What is needed
Say only how many lines in the entries below contain the word "energy".

Given information
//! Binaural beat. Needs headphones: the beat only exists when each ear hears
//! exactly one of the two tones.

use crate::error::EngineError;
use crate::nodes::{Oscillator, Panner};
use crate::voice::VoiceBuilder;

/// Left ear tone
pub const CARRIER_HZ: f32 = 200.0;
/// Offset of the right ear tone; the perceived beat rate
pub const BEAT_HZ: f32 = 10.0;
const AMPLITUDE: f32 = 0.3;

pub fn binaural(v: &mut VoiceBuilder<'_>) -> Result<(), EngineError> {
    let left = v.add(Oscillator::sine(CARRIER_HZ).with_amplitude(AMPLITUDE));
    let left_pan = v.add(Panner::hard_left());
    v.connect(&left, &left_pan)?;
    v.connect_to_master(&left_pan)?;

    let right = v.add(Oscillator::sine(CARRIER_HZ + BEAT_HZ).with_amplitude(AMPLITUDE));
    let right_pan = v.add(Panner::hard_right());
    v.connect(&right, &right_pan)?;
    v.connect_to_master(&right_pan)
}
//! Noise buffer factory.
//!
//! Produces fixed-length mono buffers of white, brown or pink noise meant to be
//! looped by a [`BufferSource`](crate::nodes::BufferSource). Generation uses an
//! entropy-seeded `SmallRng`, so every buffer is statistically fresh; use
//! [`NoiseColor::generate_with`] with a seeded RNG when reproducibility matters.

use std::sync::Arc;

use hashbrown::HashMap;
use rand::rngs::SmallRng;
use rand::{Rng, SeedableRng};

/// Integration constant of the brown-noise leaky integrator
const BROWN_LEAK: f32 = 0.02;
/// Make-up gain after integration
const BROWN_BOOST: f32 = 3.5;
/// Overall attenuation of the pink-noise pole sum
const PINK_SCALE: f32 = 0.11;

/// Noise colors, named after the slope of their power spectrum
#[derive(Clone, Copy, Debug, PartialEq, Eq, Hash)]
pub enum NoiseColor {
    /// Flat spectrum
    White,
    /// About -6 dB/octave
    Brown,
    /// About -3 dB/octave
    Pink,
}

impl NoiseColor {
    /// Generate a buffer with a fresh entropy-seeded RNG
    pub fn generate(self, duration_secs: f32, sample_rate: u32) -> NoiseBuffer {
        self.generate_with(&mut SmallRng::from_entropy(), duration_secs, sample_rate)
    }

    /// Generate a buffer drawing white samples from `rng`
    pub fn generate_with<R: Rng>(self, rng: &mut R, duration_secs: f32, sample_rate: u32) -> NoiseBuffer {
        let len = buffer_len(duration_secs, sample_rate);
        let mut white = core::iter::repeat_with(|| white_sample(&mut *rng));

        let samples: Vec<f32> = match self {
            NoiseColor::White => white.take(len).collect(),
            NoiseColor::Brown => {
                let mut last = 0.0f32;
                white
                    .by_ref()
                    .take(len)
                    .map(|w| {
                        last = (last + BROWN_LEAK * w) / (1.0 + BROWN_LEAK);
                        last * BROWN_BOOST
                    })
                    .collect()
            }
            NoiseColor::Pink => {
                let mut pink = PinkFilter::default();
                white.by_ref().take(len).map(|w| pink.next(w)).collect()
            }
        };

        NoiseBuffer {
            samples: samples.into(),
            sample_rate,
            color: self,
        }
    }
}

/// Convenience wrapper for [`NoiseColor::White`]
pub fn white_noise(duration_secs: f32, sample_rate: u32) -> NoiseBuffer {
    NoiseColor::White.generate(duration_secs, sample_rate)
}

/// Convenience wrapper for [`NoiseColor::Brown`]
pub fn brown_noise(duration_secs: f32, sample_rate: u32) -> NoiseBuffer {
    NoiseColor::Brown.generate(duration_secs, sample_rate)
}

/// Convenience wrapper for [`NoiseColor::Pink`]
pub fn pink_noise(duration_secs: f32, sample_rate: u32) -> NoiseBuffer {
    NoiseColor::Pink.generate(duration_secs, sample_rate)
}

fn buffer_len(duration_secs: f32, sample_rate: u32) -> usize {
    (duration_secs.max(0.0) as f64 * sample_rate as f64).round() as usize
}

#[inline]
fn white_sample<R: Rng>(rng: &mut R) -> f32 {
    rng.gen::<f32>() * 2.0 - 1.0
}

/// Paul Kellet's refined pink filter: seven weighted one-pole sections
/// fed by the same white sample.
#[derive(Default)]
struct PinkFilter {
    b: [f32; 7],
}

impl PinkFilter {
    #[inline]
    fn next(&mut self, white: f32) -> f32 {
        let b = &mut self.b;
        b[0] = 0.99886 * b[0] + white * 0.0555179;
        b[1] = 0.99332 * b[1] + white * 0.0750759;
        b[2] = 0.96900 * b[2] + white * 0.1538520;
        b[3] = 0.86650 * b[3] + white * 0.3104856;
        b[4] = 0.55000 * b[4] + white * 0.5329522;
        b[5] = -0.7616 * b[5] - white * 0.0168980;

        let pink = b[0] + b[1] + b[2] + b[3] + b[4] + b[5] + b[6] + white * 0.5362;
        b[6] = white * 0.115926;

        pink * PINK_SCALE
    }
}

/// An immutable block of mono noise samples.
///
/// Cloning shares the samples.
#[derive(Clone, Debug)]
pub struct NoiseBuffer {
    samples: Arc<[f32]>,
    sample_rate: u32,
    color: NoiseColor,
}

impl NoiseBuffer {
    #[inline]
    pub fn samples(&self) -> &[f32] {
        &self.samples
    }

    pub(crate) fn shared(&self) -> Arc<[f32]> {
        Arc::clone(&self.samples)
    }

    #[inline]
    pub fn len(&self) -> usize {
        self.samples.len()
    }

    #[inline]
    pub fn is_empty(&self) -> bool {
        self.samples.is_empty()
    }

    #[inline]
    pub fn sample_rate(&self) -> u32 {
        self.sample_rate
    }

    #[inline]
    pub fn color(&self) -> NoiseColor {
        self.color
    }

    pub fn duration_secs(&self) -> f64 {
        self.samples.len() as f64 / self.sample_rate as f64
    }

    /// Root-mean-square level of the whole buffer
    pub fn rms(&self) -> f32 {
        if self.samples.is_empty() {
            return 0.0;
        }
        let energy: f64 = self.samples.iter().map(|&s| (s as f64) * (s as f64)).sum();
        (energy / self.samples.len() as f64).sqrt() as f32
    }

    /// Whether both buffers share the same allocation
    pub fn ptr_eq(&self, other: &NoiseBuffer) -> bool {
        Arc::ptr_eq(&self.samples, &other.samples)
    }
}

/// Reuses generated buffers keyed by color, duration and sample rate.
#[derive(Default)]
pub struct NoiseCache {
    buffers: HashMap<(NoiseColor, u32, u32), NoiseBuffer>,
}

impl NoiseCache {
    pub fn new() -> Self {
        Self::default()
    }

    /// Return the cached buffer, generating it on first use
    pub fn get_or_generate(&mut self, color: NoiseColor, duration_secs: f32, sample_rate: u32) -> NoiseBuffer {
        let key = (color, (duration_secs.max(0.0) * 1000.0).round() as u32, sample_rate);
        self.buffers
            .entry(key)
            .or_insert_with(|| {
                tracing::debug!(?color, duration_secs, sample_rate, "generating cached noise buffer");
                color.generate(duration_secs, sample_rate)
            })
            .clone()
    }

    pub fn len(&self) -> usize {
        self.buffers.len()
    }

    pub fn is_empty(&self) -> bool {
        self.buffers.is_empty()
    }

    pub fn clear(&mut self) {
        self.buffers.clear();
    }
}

Result for this task
2